** Opening Listed records block **
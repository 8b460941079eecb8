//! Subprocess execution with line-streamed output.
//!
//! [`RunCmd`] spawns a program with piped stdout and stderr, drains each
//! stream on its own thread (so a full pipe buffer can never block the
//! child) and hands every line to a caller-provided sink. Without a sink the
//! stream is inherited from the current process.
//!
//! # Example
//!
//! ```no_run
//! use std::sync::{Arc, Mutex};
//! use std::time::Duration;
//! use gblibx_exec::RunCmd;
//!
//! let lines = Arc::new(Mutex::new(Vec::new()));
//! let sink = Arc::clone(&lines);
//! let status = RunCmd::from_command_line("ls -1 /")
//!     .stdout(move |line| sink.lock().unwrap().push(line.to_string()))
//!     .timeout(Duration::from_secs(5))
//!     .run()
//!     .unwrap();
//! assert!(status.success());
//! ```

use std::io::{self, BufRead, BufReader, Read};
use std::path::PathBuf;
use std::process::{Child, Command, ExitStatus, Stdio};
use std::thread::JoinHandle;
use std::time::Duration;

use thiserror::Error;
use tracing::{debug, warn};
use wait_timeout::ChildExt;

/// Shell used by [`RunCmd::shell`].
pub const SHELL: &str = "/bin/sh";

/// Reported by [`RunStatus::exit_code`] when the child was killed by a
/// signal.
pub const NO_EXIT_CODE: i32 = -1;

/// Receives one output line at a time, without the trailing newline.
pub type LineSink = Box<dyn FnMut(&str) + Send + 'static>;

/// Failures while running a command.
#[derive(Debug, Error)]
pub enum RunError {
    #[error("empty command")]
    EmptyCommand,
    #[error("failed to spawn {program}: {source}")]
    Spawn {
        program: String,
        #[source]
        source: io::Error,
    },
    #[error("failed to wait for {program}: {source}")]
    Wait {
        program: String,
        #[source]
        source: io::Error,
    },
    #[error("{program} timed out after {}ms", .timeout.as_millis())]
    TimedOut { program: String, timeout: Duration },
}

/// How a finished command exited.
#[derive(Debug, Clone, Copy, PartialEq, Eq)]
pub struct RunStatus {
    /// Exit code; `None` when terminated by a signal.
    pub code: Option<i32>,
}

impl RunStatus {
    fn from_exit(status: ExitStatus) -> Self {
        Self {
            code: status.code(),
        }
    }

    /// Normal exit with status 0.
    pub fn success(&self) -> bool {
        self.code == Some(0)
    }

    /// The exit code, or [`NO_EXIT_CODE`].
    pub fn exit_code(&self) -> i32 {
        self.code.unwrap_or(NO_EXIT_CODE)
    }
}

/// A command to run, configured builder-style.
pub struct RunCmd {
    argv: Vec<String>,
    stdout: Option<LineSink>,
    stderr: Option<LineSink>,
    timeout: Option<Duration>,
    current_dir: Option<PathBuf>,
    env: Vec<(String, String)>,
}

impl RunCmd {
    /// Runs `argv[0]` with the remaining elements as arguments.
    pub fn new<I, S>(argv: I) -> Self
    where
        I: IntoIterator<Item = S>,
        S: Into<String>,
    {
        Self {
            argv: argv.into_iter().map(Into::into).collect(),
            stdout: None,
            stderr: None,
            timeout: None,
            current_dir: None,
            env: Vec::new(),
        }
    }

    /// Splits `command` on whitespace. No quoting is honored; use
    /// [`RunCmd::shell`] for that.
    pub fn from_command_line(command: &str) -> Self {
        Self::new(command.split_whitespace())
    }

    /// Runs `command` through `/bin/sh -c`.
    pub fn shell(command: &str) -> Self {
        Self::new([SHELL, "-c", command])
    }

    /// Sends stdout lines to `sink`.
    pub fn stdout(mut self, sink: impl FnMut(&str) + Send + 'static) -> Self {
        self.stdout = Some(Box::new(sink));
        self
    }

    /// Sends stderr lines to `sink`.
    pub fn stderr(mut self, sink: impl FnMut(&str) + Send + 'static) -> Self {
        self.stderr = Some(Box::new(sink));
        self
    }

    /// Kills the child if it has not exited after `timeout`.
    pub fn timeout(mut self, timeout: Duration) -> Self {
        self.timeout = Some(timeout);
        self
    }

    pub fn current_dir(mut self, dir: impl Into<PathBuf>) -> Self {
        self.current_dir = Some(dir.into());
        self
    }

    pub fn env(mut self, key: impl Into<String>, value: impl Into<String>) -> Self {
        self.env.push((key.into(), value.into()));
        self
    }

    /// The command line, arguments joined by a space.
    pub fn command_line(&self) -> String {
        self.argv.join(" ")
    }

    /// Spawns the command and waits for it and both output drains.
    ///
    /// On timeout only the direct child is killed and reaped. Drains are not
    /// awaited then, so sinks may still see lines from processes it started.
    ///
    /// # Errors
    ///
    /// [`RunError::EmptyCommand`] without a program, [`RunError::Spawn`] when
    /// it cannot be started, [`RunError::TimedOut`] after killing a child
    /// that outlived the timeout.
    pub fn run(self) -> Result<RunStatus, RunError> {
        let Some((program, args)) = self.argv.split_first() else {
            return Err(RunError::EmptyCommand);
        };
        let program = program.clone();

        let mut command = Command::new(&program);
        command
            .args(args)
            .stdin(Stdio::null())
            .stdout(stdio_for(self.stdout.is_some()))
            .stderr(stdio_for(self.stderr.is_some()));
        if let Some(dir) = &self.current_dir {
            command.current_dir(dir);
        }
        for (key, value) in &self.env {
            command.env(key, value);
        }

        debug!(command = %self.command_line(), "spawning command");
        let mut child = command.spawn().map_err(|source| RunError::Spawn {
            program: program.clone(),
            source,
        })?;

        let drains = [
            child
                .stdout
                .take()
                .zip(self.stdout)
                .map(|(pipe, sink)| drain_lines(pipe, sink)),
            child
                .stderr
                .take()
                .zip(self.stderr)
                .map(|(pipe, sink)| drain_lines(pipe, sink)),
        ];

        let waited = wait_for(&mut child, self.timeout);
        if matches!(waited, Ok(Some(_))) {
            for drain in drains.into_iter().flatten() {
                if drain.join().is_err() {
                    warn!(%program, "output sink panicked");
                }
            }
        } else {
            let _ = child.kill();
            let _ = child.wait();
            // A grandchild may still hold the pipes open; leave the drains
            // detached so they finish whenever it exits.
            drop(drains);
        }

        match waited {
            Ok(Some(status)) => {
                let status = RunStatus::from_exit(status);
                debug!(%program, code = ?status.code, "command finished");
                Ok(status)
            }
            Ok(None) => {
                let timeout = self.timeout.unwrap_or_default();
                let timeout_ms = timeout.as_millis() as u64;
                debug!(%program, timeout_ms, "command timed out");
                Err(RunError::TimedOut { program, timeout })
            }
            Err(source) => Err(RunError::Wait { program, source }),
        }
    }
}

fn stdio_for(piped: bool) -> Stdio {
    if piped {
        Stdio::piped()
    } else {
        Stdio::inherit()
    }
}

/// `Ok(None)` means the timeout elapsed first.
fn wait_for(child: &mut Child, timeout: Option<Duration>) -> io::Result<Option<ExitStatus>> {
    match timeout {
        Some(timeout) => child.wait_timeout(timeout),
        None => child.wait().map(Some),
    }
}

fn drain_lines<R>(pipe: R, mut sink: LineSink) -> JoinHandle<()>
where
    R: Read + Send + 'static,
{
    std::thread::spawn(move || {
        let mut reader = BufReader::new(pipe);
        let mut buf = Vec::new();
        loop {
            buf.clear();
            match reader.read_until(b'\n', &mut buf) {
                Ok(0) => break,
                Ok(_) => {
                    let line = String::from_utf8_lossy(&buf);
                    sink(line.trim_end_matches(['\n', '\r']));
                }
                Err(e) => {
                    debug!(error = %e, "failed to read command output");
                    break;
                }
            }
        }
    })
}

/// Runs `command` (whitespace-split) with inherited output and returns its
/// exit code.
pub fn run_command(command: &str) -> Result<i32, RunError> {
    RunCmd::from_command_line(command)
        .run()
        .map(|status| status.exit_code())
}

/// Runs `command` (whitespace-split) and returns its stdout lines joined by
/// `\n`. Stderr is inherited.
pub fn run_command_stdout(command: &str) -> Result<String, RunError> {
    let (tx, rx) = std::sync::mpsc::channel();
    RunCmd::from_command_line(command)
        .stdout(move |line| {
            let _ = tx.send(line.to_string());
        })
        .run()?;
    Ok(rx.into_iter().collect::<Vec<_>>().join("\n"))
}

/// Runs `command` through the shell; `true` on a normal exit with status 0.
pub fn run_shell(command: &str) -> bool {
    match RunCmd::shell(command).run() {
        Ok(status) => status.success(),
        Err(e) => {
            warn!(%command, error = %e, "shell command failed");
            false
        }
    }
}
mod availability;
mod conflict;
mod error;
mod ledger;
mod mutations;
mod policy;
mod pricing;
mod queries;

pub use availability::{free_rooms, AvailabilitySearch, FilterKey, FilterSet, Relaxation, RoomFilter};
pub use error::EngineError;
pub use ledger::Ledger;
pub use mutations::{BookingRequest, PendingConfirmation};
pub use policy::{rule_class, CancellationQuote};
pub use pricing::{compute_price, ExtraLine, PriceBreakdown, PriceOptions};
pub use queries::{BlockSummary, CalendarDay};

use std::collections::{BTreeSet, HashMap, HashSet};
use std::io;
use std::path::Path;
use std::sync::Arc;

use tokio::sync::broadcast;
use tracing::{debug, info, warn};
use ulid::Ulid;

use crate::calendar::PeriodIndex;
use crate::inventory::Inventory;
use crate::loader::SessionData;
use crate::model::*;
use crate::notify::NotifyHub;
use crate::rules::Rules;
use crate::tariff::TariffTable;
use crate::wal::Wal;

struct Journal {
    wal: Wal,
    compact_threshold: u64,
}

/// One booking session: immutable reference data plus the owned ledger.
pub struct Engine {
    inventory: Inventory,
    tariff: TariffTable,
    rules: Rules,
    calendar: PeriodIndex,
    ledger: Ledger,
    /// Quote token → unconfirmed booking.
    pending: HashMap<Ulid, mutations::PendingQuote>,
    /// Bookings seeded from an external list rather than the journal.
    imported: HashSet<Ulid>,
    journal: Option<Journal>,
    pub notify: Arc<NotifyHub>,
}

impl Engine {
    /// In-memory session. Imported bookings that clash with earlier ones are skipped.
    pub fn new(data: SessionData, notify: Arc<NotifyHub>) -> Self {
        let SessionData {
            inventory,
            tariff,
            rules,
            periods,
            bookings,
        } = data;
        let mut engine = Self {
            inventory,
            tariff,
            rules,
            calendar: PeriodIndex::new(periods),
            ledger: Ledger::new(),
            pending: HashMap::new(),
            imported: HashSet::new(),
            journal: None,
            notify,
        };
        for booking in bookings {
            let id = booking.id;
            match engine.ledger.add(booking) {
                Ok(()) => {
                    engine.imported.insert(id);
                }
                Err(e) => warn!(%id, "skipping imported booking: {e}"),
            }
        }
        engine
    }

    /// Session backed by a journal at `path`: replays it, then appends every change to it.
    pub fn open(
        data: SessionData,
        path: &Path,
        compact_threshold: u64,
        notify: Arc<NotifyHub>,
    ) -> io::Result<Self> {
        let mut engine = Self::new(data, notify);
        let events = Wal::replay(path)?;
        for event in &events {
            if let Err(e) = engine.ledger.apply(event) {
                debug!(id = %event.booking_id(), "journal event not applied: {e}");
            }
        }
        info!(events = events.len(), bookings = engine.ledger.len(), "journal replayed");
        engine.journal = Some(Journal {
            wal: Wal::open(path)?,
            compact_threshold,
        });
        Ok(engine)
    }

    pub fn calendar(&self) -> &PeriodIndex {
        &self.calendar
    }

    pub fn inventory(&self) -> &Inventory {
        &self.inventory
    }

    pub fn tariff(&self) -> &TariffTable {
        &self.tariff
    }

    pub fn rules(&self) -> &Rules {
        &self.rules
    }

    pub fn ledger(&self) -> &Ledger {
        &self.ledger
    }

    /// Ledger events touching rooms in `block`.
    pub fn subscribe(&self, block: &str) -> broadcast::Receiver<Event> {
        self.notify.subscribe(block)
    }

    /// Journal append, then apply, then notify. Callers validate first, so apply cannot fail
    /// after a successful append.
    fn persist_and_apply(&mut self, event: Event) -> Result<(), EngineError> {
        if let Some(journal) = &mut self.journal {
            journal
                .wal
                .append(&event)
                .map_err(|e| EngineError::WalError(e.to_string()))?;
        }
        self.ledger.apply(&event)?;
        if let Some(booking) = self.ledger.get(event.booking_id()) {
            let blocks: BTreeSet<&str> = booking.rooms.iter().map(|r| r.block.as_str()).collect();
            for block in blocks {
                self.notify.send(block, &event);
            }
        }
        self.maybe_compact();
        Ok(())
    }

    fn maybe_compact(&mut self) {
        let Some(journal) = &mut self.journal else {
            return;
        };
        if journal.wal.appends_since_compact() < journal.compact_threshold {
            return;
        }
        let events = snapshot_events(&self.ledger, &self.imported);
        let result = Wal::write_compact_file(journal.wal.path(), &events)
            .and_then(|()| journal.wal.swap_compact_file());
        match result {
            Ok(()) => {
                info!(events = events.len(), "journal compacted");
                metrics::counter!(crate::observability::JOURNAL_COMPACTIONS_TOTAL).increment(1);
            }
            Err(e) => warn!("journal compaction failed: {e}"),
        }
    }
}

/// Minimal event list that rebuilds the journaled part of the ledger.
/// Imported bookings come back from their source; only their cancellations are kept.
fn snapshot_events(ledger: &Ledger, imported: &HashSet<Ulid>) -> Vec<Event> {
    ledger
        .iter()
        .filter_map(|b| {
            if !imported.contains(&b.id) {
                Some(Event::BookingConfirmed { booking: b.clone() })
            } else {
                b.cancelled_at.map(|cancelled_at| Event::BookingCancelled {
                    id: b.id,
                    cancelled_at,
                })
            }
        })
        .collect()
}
** Closing Listed records block **
*Task directions*. Go through the lines above. Select every one that has the string "ExitStatus".

*Response to this exercise*.
use std::process::{Child, Command, ExitStatus, Stdio};
    fn from_exit(status: ExitStatus) -> Self {
fn wait_for(child: &mut Child, timeout: Option<Duration>) -> io::Result<Option<ExitStatus>> {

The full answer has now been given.